Property takings hit Round Hill neighborhood
Right-of-way work is already showing up in nearby neighborhoods. Local reporting describes residents in the Round Hill area west of the Sagamore Bridge receiving acquisition notices and appraisal offers as the state lines up staging and approach areas. The Cape Cod Times detailed residents’ worries about the timing of appraisals and the adequacy of relocation offers as MassDOT advances through the acquisition process. Project leaders say the takings follow federal and state rules and that compensation and relocation assistance are built into the program.
Contractors circling, construction clock ticking
On the construction front, officials say contractor outreach is picking up this spring as MassDOT solicits letters of interest and prepares a fall request for proposals to select teams for the Sagamore work. “At that time, we will be progressing this project, with shovels in the ground hopefully in 2027,” Interim Transportation Secretary Phil Eng said, according to NBC Boston. State leaders told lawmakers they are also coordinating with labor groups in an effort to maximize local hiring and create well-paying construction jobs.

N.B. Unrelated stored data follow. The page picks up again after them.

// Copyright © 2024 Andrea Corbellini and contributors
// SPDX-License-Identifier: BSD-3-Clause

//! Thimble: byte queues for when all you have is a thimble of memory.
//!
//! Thimble is a FIFO byte-queue service for embedded and freestanding
//! environments with a hard, fixed memory budget: think "a couple of
//! kilobytes for a few dozen queues". The queue API is deliberately tiny
//! (create, destroy, enqueue one byte, dequeue one byte); the substance of
//! the crate is the tiered block allocator with compact addressing that
//! makes many independent queues livable inside such a budget.
//!
//! This is a no-`std` and no-`alloc` crate. There is no heap anywhere: all
//! storage (queue control blocks, list nodes, and the ring buffers holding
//! the bytes) is carved out of one contiguous region that you hand to the
//! root allocator up front.
//!
//! # The allocator stack
//!
//! * [`SlotArena`]: the root allocator. It divides your region into
//!   uniform blocks (16 bytes in the canonical configuration) and vends
//!   them from a free list threaded through the blocks themselves.
//! * [`GrowingPool`]: the small-object workhorse. It takes arena blocks on
//!   demand, subdivides each into finer uniform sub-blocks, and chains its
//!   bookkeeping (segment managers) through the arena as well, growing up
//!   to a compile-time cap.
//! * [`PoolPtr`]: a compact pointer into a pool, a bit-packed
//!   `(manager, segment, offset)` triple using exactly as many bits as the
//!   pool geometry requires, with the all-ones manager id reserved as null.
//!   Data structures stored inside the arena link to each other through
//!   these one-or-two-byte handles instead of native pointers, which is
//!   where the 4–8× metadata saving comes from.
//! * [`OffsetList`] and [`RingBuffer`]: the two intrusive containers that
//!   compose a [`Queue`]: a singly linked list of nodes, each node carrying
//!   a fixed-capacity ring buffer backed by one arena block.
//!
//! Every configuration knob is a compile-time parameter (const generics and
//! [`pool_tag!`] markers); the bit widths of compact pointers and the
//! capacity limits all fall out of those choices at compile time.
//!
//! # Quick start
//!
//! ```
//! use thimble::max_segments_for;
//! use thimble::pool_tag;
//! use thimble::GrowingPool;
//! use thimble::Queue;
//! use thimble::SlotArena;
//!
//! pool_tag! {
//!     /// Pool of queue nodes.
//!     pub struct Nodes {
//!         sub_block_size: 8,
//!         sub_block_count: 2,
//!         max_segments: max_segments_for(16),
//!         max_managers: 32,
//!     }
//! }
//!
//! // 2 KiB arena of 16-byte blocks.
//! #[repr(align(16))]
//! struct Memory([u8; 2048]);
//! let mut memory = Memory([0; 2048]);
//! let arena = SlotArena::<16, 128>::from_slice(&mut memory.0);
//!
//! // A pool of 8-byte sub-blocks on top of it, registered so that its
//! // compact pointers can resolve.
//! let pool = GrowingPool::<_, Nodes, { max_segments_for(16) }>::new(&arena);
//! let registration = pool.register().unwrap();
//!
//! // A byte queue whose nodes live in the pool and whose ring buffers are
//! // arena blocks.
//! let mut queue = Queue::<u8, _, Nodes, 16>::new();
//! for byte in 0..40 {
//!     queue.push(&arena, &pool, byte).unwrap();
//! }
//! for byte in 0..40 {
//!     assert_eq!(queue.pop(&arena, &pool).unwrap(), byte);
//! }
//!
//! queue.clear(&arena, &pool).unwrap();
//! drop(registration);
//! ```
//!
//! # The C interface
//!
//! With the `c-api` feature (on by default), the [`capi`] module exports
//! `create_queue` / `destroy_queue` / `enqueue_byte` / `dequeue_byte` with C
//! linkage over a process-wide 2 KiB instance of the stack, with
//! abort-on-error semantics delivered through two installable diverging
//! hooks. See the module documentation for the exact contract.
//!
//! # Threading
//!
//! Thimble is strictly single-threaded by design: no operation suspends,
//! nothing is cancellable, and the hint caches and registration slots are
//! plain process-wide state. The spin locks inside the allocators exist to
//! give them `&self` entry points, not to make concurrent mutation of one
//! queue meaningful.
//!
//! # Cargo feature flags
//!
//! * `c-api` *(default)*: enables the [`capi`] module and its global
//!   service instance.

#![no_std]
#![warn(clippy::dbg_macro)]
#![warn(clippy::print_stderr)]
#![warn(clippy::print_stdout)]
#![warn(missing_debug_implementations)]
#![warn(missing_docs)]
#![warn(unreachable_pub)]
#![warn(unused_crate_dependencies)]
#![warn(unused_macro_rules)]
#![warn(unused_qualifications)]
#![doc(test(attr(deny(warnings))))]

#[cfg(test)]
extern crate std;

mod alloc;
mod arena;
mod error;
mod freelist;
mod list;
mod manager;
mod pool;
mod ptr;
mod queue;
mod registry;
mod ring;
mod segment;
mod usage;

#[cfg(test)]
mod tests;

#[cfg(feature = "c-api")]
pub mod capi;

pub use crate::alloc::BlockAllocator;
pub use crate::alloc::BlockHandle;
pub use crate::alloc::Handle;
pub use crate::arena::SlotArena;
pub use crate::error::Error;
pub use crate::error::Result;
pub use crate::list::Iter as ListIter;
pub use crate::list::ListNode;
pub use crate::list::OffsetList;
pub use crate::manager::max_segments_for;
pub use crate::pool::GrowingPool;
pub use crate::ptr::PoolPtr;
pub use crate::queue::ByteQueue;
pub use crate::queue::Queue;
pub use crate::registry::PoolRegistration;
pub use crate::registry::PoolRegistry;
pub use crate::registry::PoolResolver;
pub use crate::registry::PoolTag;
pub use crate::ring::Iter as RingIter;
pub use crate::ring::RingBuffer;
pub use crate::usage::PoolUsage;
pub use crate::usage::Usage;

Why the environmental review is a big deal
The upcoming DEIS/DEIR will dictate what the new bridges look like, where construction staging can go and what mitigation the state must commit to. Those environmental and historic-resource reviews can stretch permit timelines if significant impacts are flagged. The Federal Register notice and supporting project documents underscore that coastal conditions, navigation and historic resources are central issues in the EIS, so agencies are trying to balance an aggressive schedule with detailed technical work. Getting the draft EIS out the door, responding to public comments and securing final permits are the last big hurdles before full-on construction.
What Cape drivers should brace for
Even as planning accelerates on the Sagamore project, the Bourne Bridge replacement still does not have a comparable federal award, and project leaders say they will keep chasing grant opportunities. Reporting from regional outlets shows the Bourne effort was passed over for a major federal Mega grant in a recent round, and past filings indicate the state and the Army Corps have sought about $1.1 billion in discretionary grant funding for the overall program. In the nearer term, travelers can expect several years of staged construction, traffic management schemes and ongoing community meetings as the effort moves from permitting into procurement and then full construction.